Stored items:
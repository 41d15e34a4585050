//! Error types for shardman operations.
//!
//! This module defines [`ShardmanError`], the error enum shared by every
//! crate in the workspace. Errors carry enough context to print an
//! actionable message; adapter-level degradation (a missing systemctl, an
//! absent chat log) is deliberately *not* an error, it shows up as empty
//! data instead so the dashboard stays available.

use std::path::PathBuf;
use thiserror::Error;

/// Result type alias using [`ShardmanError`].
pub type Result<T> = std::result::Result<T, ShardmanError>;

/// Error type for all shardman operations.
#[derive(Debug, Error)]
pub enum ShardmanError {
    // =========================================================================
    // Configuration Errors
    // =========================================================================
    /// Configuration file could not be read
    #[error("Failed to read configuration at {path}")]
    ConfigRead {
        path: PathBuf,
        #[source]
        source: std::io::Error,
    },

    /// Configuration is present but unusable
    #[error("Invalid configuration at {path}: {message}")]
    ConfigInvalid { path: PathBuf, message: String },

    // =========================================================================
    // I/O Errors
    // =========================================================================
    /// Generic I/O error with context
    #[error("I/O error {operation}: {path}")]
    Io {
        operation: String,
        path: PathBuf,
        #[source]
        source: std::io::Error,
    },

    /// Directory creation failed
    #[error("Failed to create directory: {path}")]
    DirectoryCreation {
        path: PathBuf,
        #[source]
        source: std::io::Error,
    },

    // =========================================================================
    // Supervisor Errors
    // =========================================================================
    /// The external updater script is missing
    #[error("Updater script not found at {path}")]
    UpdaterNotFound { path: PathBuf },

    // =========================================================================
    // Chat Errors
    // =========================================================================
    /// Console FIFO for a shard does not exist
    #[error("Console FIFO for shard '{shard}' not found at {path}")]
    FifoNotFound { shard: String, path: PathBuf },

    /// Chat transport refused or failed to deliver a message
    #[error("Chat transport error: {message}")]
    ChatTransport { message: String },

    // =========================================================================
    // TUI Errors
    // =========================================================================
    /// Terminal initialization failed
    #[error("Terminal initialization failed: {message}")]
    TerminalInit { message: String },

    // =========================================================================
    // Internal Errors
    // =========================================================================
    /// Internal error (bug in shardman)
    #[error("Internal error: {message}")]
    Internal { message: String },
}

impl ShardmanError {
    /// Create an I/O error.
    pub fn io(
        operation: impl Into<String>,
        path: impl Into<PathBuf>,
        source: std::io::Error,
    ) -> Self {
        Self::Io {
            operation: operation.into(),
            path: path.into(),
            source,
        }
    }

    /// Create a ConfigInvalid error.
    pub fn config_invalid(path: impl Into<PathBuf>, message: impl Into<String>) -> Self {
        Self::ConfigInvalid {
            path: path.into(),
            message: message.into(),
        }
    }

    /// Create a chat transport error.
    pub fn chat_transport(message: impl Into<String>) -> Self {
        Self::ChatTransport {
            message: message.into(),
        }
    }

    /// Create an internal error.
    pub fn internal(message: impl Into<String>) -> Self {
        Self::Internal {
            message: message.into(),
        }
    }

    /// Returns true if this is a configuration error.
    pub fn is_config_error(&self) -> bool {
        matches!(
            self,
            Self::ConfigRead { .. } | Self::ConfigInvalid { .. }
        )
    }

    /// Returns actionable guidance for the user.
    pub fn guidance(&self) -> Option<&'static str> {
        match self {
            Self::ConfigRead { .. } | Self::ConfigInvalid { .. } => {
                Some("Check ~/.config/dontstarve/config and shards.conf")
            }
            Self::UpdaterNotFound { .. } => {
                Some("Install the updater script or set UPDATER_PATH in the config")
            }
            Self::FifoNotFound { .. } => {
                Some("The console FIFO appears once the shard is running")
            }
            Self::TerminalInit { .. } => Some("Try running in a different terminal"),
            _ => None,
        }
    }
}
//! Background execution of mutating fleet operations.
//!
//! The runner is a single-slot job channel: at most one mutating operation
//! is in flight system-wide, and the slot itself is the busy flag. `submit`
//! refuses new work while the slot is occupied (no queueing, no
//! coalescing), so the at-most-one invariant is structural rather than
//! flag-checked.
//!
//! Every accepted job, whatever its outcome, finishes by re-polling the
//! status provider exactly once; the fresh snapshot rides back on the
//! result channel so optimistic UI state is always corrected. A job that
//! panics drops its sender, which the main loop observes as a disconnected
//! channel and recovers from with an inline poll.

use std::future::Future;
use std::sync::mpsc::{self, Receiver, TryRecvError};
use std::sync::Arc;

use shardman_core::{CommandOutput, Result, Shard, ShardmanError};
use shardman_supervisor::StatusProvider;
use tracing::{debug, info, warn};

/// Result of one completed background job.
#[derive(Debug, Clone)]
pub struct JobOutcome {
    /// Human-readable description ("restart Master", "stop all shards").
    pub label: String,
    /// Whether every underlying action succeeded.
    pub success: bool,
    /// Failure detail (first stderr line per failed shard), empty on success.
    pub detail: String,
    /// Fresh status snapshot taken after the job finished.
    pub snapshot: Vec<Shard>,
}

/// What the main loop sees when it polls the runner.
#[derive(Debug)]
pub enum JobPoll {
    /// No job in flight.
    Idle,
    /// A job is still running.
    Pending,
    /// A job finished; the slot is now free.
    Completed(JobOutcome),
    /// The job vanished without reporting (panicked task). The slot is
    /// free, but the caller must refresh the snapshot itself.
    Aborted,
}

/// Executes mutating operations off the interactive thread.
pub struct JobRunner {
    runtime: tokio::runtime::Runtime,
    provider: Arc<StatusProvider>,
    slot: Option<Receiver<JobOutcome>>,
}

impl JobRunner {
    /// Create a runner around its own tokio runtime.
    pub fn new(provider: Arc<StatusProvider>) -> Result<Self> {
        let runtime = tokio::runtime::Runtime::new().map_err(|e| {
            ShardmanError::internal(format!("failed to start the job runtime: {e}"))
        })?;
        Ok(Self {
            runtime,
            provider,
            slot: None,
        })
    }

    /// Whether a job is currently in flight.
    pub fn is_busy(&self) -> bool {
        self.slot.is_some()
    }

    /// Run a future to completion on the runner's runtime.
    ///
    /// Used by the main loop for its own (short) supervisor reads:
    /// reconciliation polls, log fetches, and the inline updater run.
    pub fn block_on<F: Future>(&self, future: F) -> F::Output {
        self.runtime.block_on(future)
    }

    /// Submit a mutating operation.
    ///
    /// Returns `false` immediately, performing no work and mutating no
    /// state, if a job is already in flight. On acceptance the operation
    /// runs on the background runtime; completion (success or failure)
    /// always triggers exactly one status poll before the outcome is
    /// delivered.
    pub fn submit<F>(&mut self, label: impl Into<String>, operation: F) -> bool
    where
        F: Future<Output = Vec<(String, CommandOutput)>> + Send + 'static,
    {
        if self.slot.is_some() {
            debug!("job rejected: another job is in flight");
            return false;
        }

        let label = label.into();
        info!(job = %label, "job accepted");

        let provider = Arc::clone(&self.provider);
        let (tx, rx) = mpsc::channel();
        let task_label = label.clone();
        self.runtime.spawn(async move {
            let results = operation.await;
            // Unconditional resync, regardless of the operation's outcome.
            let snapshot = provider.poll().await;

            let failures: Vec<String> = results
                .iter()
                .filter(|(_, output)| !output.success)
                .map(|(name, output)| format!("{name}: {}", output.summary()))
                .collect();
            let outcome = JobOutcome {
                success: failures.is_empty(),
                detail: failures.join("; "),
                label: task_label,
                snapshot,
            };
            // The receiver may be gone if the app quit mid-job.
            let _ = tx.send(outcome);
        });

        self.slot = Some(rx);
        true
    }

    /// Poll for job completion without blocking.
    pub fn poll(&mut self) -> JobPoll {
        let Some(rx) = &self.slot else {
            return JobPoll::Idle;
        };
        match rx.try_recv() {
            Ok(outcome) => {
                self.slot = None;
                info!(job = %outcome.label, success = outcome.success, "job finished");
                JobPoll::Completed(outcome)
            }
            Err(TryRecvError::Empty) => JobPoll::Pending,
            Err(TryRecvError::Disconnected) => {
                self.slot = None;
                warn!("background job disappeared without reporting");
                JobPoll::Aborted
            }
        }
    }
}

_EXERCISE_
Tell how many lines in the entries contain the string "impl", and give nothing beyond the number.

_TASK OUTPUT_
8